Safe Haskell | Safe-Inferred |
---|---|
Language | Haskell2010 |
Password encoding and validation using bcrypt.
Example usage:
>>>
import Crypto.KDF.BCrypt (hashPassword, validatePassword)
>>>
import qualified Data.ByteString.Char8 as B
>>>
>>>
let bcryptHash = B.pack "$2a$10$MJJifxfaqQmbx1Mhsq3oq.YmMmfNhkyW4s/MS3K5rIMVfB7w0Q/OW"
>>>
let password = B.pack "password"
>>>
validatePassword password bcryptHash
>>>
True
>>>
let otherPassword = B.pack "otherpassword"
>>>
otherHash <- hashPassword 12 otherPassword :: IO B.ByteString
>>>
validatePassword otherPassword otherHash
>>>
True
See https://www.usenix.org/conference/1999-usenix-annual-technical-conference/future-adaptable-password-scheme for details of the original algorithm.
The functions hashPassword
and validatePassword
should be all that
most users need.
Hashes are strings of the form
$2a$10$MJJifxfaqQmbx1Mhsq3oq.YmMmfNhkyW4sMS3K5rIMVfB7w0QOW
which
encode a version number, an integer cost parameter and the concatenated
salt and hash bytes (each separately Base64 encoded. Incrementing the
cost parameter approximately doubles the time taken to calculate the hash.
The different version numbers evolved to account for bugs in the standard
C implementations. They don't represent different versions of the algorithm
itself and in most cases should produce identical results.
The most up to date version is 2b
and this implementation uses the
2b
version prefix, but will also attempt to validate
against hashes with versions 2a
and 2y
. Version 2
or 2x
will be
rejected. No attempt is made to differentiate between the different versions
when validating a password, but in practice this shouldn't cause any problems
if passwords are UTF-8 encoded (which they should be) and less than 256
characters long.
The cost parameter can be between 4 and 31 inclusive, but anything less than 10 is probably not strong enough. High values may be prohibitively slow depending on your hardware. Choose the highest value you can without having an unacceptable impact on your users. The cost parameter can also be varied depending on the account, since it is unique to an individual hash.
Synopsis
- hashPassword :: (MonadRandom m, ByteArray password, ByteArray hash) => Int -> password -> m hash
- validatePassword :: (ByteArray password, ByteArray hash) => password -> hash -> Bool
- validatePasswordEither :: (ByteArray password, ByteArray hash) => password -> hash -> Either String Bool
- bcrypt :: (ByteArray salt, ByteArray password, ByteArray output) => Int -> salt -> password -> output
Documentation
:: (MonadRandom m, ByteArray password, ByteArray hash) | |
=> Int | The cost parameter. Should be between 4 and 31 (inclusive). Values which lie outside this range will be adjusted accordingly. |
-> password | The password. Should be the UTF-8 encoded bytes of the password text. |
-> m hash | The bcrypt hash in standard format. |
Create a bcrypt hash for a password with a provided cost value. Typically used to create a hash when a new user account is registered or when a user changes their password.

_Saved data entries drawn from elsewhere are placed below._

//! Keyword tables mapping script identifiers to render enumerations.

use std::collections::HashMap;
use std::sync::OnceLock;

use matscript_video::types::*;

use crate::diagnostics::Diagnostics;

/// String to enumeration lookup for one domain.
///
/// Misses never fail: [`resolve`](Self::resolve) warns and falls back to the
/// table's default.
#[derive(Debug, Clone)]
pub struct KeywordTable<T: Copy + 'static> {
    domain: &'static str,
    default: T,
    entries: HashMap<&'static str, T>,
}

impl<T: Copy + 'static> KeywordTable<T> {
    pub fn new(domain: &'static str, default: T, entries: &[(&'static str, T)]) -> Self {
        Self {
            domain,
            default,
            entries: entries.iter().copied().collect(),
        }
    }

    pub fn get(&self, keyword: &str) -> Option<T> {
        self.entries.get(keyword).copied()
    }

    pub fn resolve(&self, keyword: &str, diag: &mut Diagnostics) -> T {
        self.resolve_or(keyword, self.default, diag)
    }

    pub fn resolve_or(&self, keyword: &str, fallback: T, diag: &mut Diagnostics) -> T {
        match self.get(keyword) {
            Some(value) => value,
            None => {
                diag.warning(format!("Unknown {} \"{}\"", self.domain, keyword));
                fallback
            }
        }
    }

    pub fn default_value(&self) -> T {
        self.default
    }

    pub fn len(&self) -> usize {
        self.entries.len()
    }

    pub fn is_empty(&self) -> bool {
        self.entries.is_empty()
    }
}

/// All keyword tables of the material script language.
#[derive(Debug)]
pub struct Keywords {
    pub shading: KeywordTable<Shading>,
    pub compare: KeywordTable<CompareMode>,
    pub blend: KeywordTable<BlendFactor>,
    pub wireframe: KeywordTable<Wireframe>,
    pub face: KeywordTable<Face>,
    pub shader_type: KeywordTable<ShaderType>,
    pub shader_version: KeywordTable<ShaderVersion>,
    pub data_type: KeywordTable<DataType>,
    pub vertex_flag: KeywordTable<VertexFlag>,
    pub texture_type: KeywordTable<TextureType>,
    pub buffer_type: KeywordTable<BufferType>,
    pub pixel_format: KeywordTable<PixelFormat>,
    pub hardware_format: KeywordTable<HardwareFormat>,
    pub wrap: KeywordTable<WrapMode>,
    pub filter: KeywordTable<TextureFilterMode>,
    pub mip_filter: KeywordTable<MipMapFilter>,
    pub environment: KeywordTable<TextureEnvironment>,
    pub mapping: KeywordTable<MappingGeneration>,
    pub playback: KeywordTable<PlaybackMode>,
}

/// The shared tables, built on first use.
pub fn keywords() -> &'static Keywords {
    static KEYWORDS: OnceLock<Keywords> = OnceLock::new();
    KEYWORDS.get_or_init(Keywords::build)
}

impl Keywords {
    fn build() -> Self {
        use ShaderVersion as V;
        Self {
            shading: KeywordTable::new(
                "shading type",
                Shading::Flat,
                &[
                    ("flat", Shading::Flat),
                    ("gouraud", Shading::Gouraud),
                    ("phong", Shading::Phong),
                    ("perPixel", Shading::PerPixel),
                ],
            ),
            compare: KeywordTable::new(
                "size compare type",
                CompareMode::Never,
                &[
                    ("never", CompareMode::Never),
                    ("equal", CompareMode::Equal),
                    ("notEqual", CompareMode::NotEqual),
                    ("less", CompareMode::Less),
                    ("lessEqual", CompareMode::LessEqual),
                    ("greater", CompareMode::Greater),
                    ("greaterEqual", CompareMode::GreaterEqual),
                    ("always", CompareMode::Always),
                ],
            ),
            blend: KeywordTable::new(
                "blend type",
                BlendFactor::Zero,
                &[
                    ("zero", BlendFactor::Zero),
                    ("one", BlendFactor::One),
                    ("srcColor", BlendFactor::SrcColor),
                    ("invSrcColor", BlendFactor::InvSrcColor),
                    ("srcAlpha", BlendFactor::SrcAlpha),
                    ("invSrcAlpha", BlendFactor::InvSrcAlpha),
                    ("destColor", BlendFactor::DestColor),
                    ("invDestColor", BlendFactor::InvDestColor),
                    ("destAlpha", BlendFactor::DestAlpha),
                    ("invDestAlpha", BlendFactor::InvDestAlpha),
                ],
            ),
            wireframe: KeywordTable::new(
                "wireframe type",
                Wireframe::Points,
                &[
                    ("points", Wireframe::Points),
                    ("lines", Wireframe::Lines),
                    ("solid", Wireframe::Solid),
                ],
            ),
            face: KeywordTable::new(
                "face type",
                Face::Front,
                &[("front", Face::Front), ("back", Face::Back), ("both", Face::Both)],
            ),
            shader_type: KeywordTable::new(
                "shader type",
                ShaderType::Dummy,
                &[
                    ("vertexAsm", ShaderType::VertexProgram),
                    ("pixelAsm", ShaderType::PixelProgram),
                    ("vertex", ShaderType::Vertex),
                    ("pixel", ShaderType::Pixel),
                    ("geometry", ShaderType::Geometry),
                    ("hull", ShaderType::Hull),
                    ("domain", ShaderType::Domain),
                    ("compute", ShaderType::Compute),
                ],
            ),
            shader_version: KeywordTable::new(
                "shader version",
                V::Dummy,
                &[
                    ("std120", V::Glsl120),
                    ("std130", V::Glsl130),
                    ("std140", V::Glsl140),
                    ("std150", V::Glsl150),
                    ("std330", V::Glsl330),
                    ("std400", V::Glsl400),
                    ("std410", V::Glsl410),
                    ("std420", V::Glsl420),
                    ("std430", V::Glsl430),
                    ("vs_1_0", V::Vs1_0),
                    ("vs_2_0", V::Vs2_0),
                    ("vs_2_a", V::Vs2a),
                    ("vs_3_0", V::Vs3_0),
                    ("vs_4_0", V::Vs4_0),
                    ("vs_4_1", V::Vs4_1),
                    ("vs_5_0", V::Vs5_0),
                    ("ps_1_0", V::Ps1_0),
                    ("ps_1_1", V::Ps1_1),
                    ("ps_1_2", V::Ps1_2),
                    ("ps_1_3", V::Ps1_3),
                    ("ps_1_4", V::Ps1_4),
                    ("ps_2_0", V::Ps2_0),
                    ("ps_2_a", V::Ps2a),
                    ("ps_2_b", V::Ps2b),
                    ("ps_3_0", V::Ps3_0),
                    ("ps_4_0", V::Ps4_0),
                    ("ps_4_1", V::Ps4_1),
                    ("ps_5_0", V::Ps5_0),
                    ("gs_4_0", V::Gs4_0),
                    ("gs_4_1", V::Gs4_1),
                    ("gs_5_0", V::Gs5_0),
                    ("cs_4_0", V::Cs4_0),
                    ("cs_4_1", V::Cs4_1),
                    ("cs_5_0", V::Cs5_0),
                    ("hs_5_0", V::Hs5_0),
                    ("ds_5_0", V::Ds5_0),
                    ("cg_2_0", V::Cg2_0),
                ],
            ),
            data_type: KeywordTable::new(
                "data type",
                DataType::Float,
                &[
                    ("float", DataType::Float),
                    ("double", DataType::Double),
                    ("byte", DataType::Byte),
                    ("short", DataType::Short),
                    ("int", DataType::Int),
                    ("ubyte", DataType::UnsignedByte),
                    ("ushort", DataType::UnsignedShort),
                    ("uint", DataType::UnsignedInt),
                ],
            ),
            vertex_flag: KeywordTable::new(
                "vertex flag",
                VertexFlag::Universal,
                &[
                    ("coord", VertexFlag::Coord),
                    ("color", VertexFlag::Color),
                    ("normal", VertexFlag::Normal),
                    ("binormal", VertexFlag::Binormal),
                    ("tangent", VertexFlag::Tangent),
                    ("fogCoord", VertexFlag::FogCoord),
                    ("texCoord", VertexFlag::TexCoords),
                    ("universal", VertexFlag::Universal),
                ],
            ),
            texture_type: KeywordTable::new(
                "texture type",
                TextureType::Tex2D,
                &[
                    ("tex1D", TextureType::Tex1D),
                    ("tex2D", TextureType::Tex2D),
                    ("tex3D", TextureType::Tex3D),
                    ("texCube", TextureType::Cubemap),
                    ("tex1DArray", TextureType::Tex1DArray),
                    ("tex2DArray", TextureType::Tex2DArray),
                    ("texCubeArray", TextureType::CubemapArray),
                    ("texRect", TextureType::Rectangle),
                    ("texBuffer", TextureType::Buffer),
                    ("tex1DRW", TextureType::Tex1DRw),
                    ("tex2DRW", TextureType::Tex2DRw),
                    ("tex3DRW", TextureType::Tex3DRw),
                    ("tex1DArrayRW", TextureType::Tex1DArrayRw),
                    ("tex2DArrayRW", TextureType::Tex2DArrayRw),
                ],
            ),
            buffer_type: KeywordTable::new(
                "image buffer type",
                BufferType::Ubyte,
                &[("ubyte", BufferType::Ubyte), ("float", BufferType::Float)],
            ),
            pixel_format: KeywordTable::new(
                "pixel format",
                PixelFormat::Rgba,
                &[
                    ("alpha", PixelFormat::Alpha),
                    ("gray", PixelFormat::Gray),
                    ("grayAlpha", PixelFormat::GrayAlpha),
                    ("rgb", PixelFormat::Rgb),
                    ("bgr", PixelFormat::Bgr),
                    ("rgba", PixelFormat::Rgba),
                    ("bgra", PixelFormat::Bgra),
                    ("depthComponent", PixelFormat::Depth),
                ],
            ),
            hardware_format: KeywordTable::new(
                "hardware texture format",
                HardwareFormat::Ubyte8,
                &[
                    ("ubyte8", HardwareFormat::Ubyte8),
                    ("float16", HardwareFormat::Float16),
                    ("float32", HardwareFormat::Float32),
                    ("int32", HardwareFormat::Int32),
                    ("uint32", HardwareFormat::Uint32),
                ],
            ),
            wrap: KeywordTable::new(
                "texture wrap mode",
                WrapMode::Repeat,
                &[
                    ("repeat", WrapMode::Repeat),
                    ("mirror", WrapMode::Mirror),
                    ("clamp", WrapMode::Clamp),
                ],
            ),
            filter: KeywordTable::new(
                "texture filter",
                TextureFilterMode::Smooth,
                &[("linear", TextureFilterMode::Linear), ("smooth", TextureFilterMode::Smooth)],
            ),
            mip_filter: KeywordTable::new(
                "MIP-map filter",
                MipMapFilter::Trilinear,
                &[
                    ("bilinear", MipMapFilter::Bilinear),
                    ("trilinear", MipMapFilter::Trilinear),
                    ("anisotropic", MipMapFilter::Anisotropic),
                ],
            ),
            environment: KeywordTable::new(
                "texture environment type",
                TextureEnvironment::Modulate,
                &[
                    ("modulate", TextureEnvironment::Modulate),
                    ("replace", TextureEnvironment::Replace),
                    ("add", TextureEnvironment::Add),
                    ("addSigned", TextureEnvironment::AddSigned),
                    ("subtract", TextureEnvironment::Subtract),
                    ("interpolate", TextureEnvironment::Interpolate),
                    ("dot3", TextureEnvironment::Dot3),
                ],
            ),
            mapping: KeywordTable::new(
                "texture coordinates mapping generation",
                MappingGeneration::Disable,
                &[
                    ("disable", MappingGeneration::Disable),
                    ("objectLinear", MappingGeneration::ObjectLinear),
                    ("eyeLinear", MappingGeneration::EyeLinear),
                    ("sphereMap", MappingGeneration::SphereMap),
                    ("normalMap", MappingGeneration::NormalMap),
                    ("reflectionMap", MappingGeneration::ReflectionMap),
                ],
            ),
            playback: KeywordTable::new(
                "animation playback mode",
                PlaybackMode::Loop,
                &[
                    ("oneShot", PlaybackMode::OneShot),
                    ("oneLoop", PlaybackMode::OneLoop),
                    ("loop", PlaybackMode::Loop),
                    ("pingPong", PlaybackMode::PingPong),
                    ("pingPongLoop", PlaybackMode::PingPongLoop),
                ],
            ),
        }
    }
}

Each increment of the cost approximately doubles the time taken. The 16 bytes of random salt will be generated internally.
validatePassword :: (ByteArray password, ByteArray hash) => password -> hash -> Bool Source #
Check a password against a stored bcrypt hash when authenticating a user.
Returns False
if the password doesn't match the hash, or if the hash is
invalid or an unsupported version.
validatePasswordEither :: (ByteArray password, ByteArray hash) => password -> hash -> Either String Bool Source #
Check a password against a bcrypt hash
As for validatePassword
but will provide error information if the hash is invalid or
an unsupported version.
:: (ByteArray salt, ByteArray password, ByteArray output) | |
=> Int | The cost parameter. Should be between 4 and 31 (inclusive). Values which lie outside this range will be adjusted accordingly. |
-> salt | The salt. Must be 16 bytes in length or an error will be raised. |
-> password | The password. Should be the UTF-8 encoded bytes of the password text. |
-> output | The bcrypt hash in standard format. |
Create a bcrypt hash for a password with a provided cost value and salt.
Cost value under 4 will be automatically adjusted back to 10 for safety reason.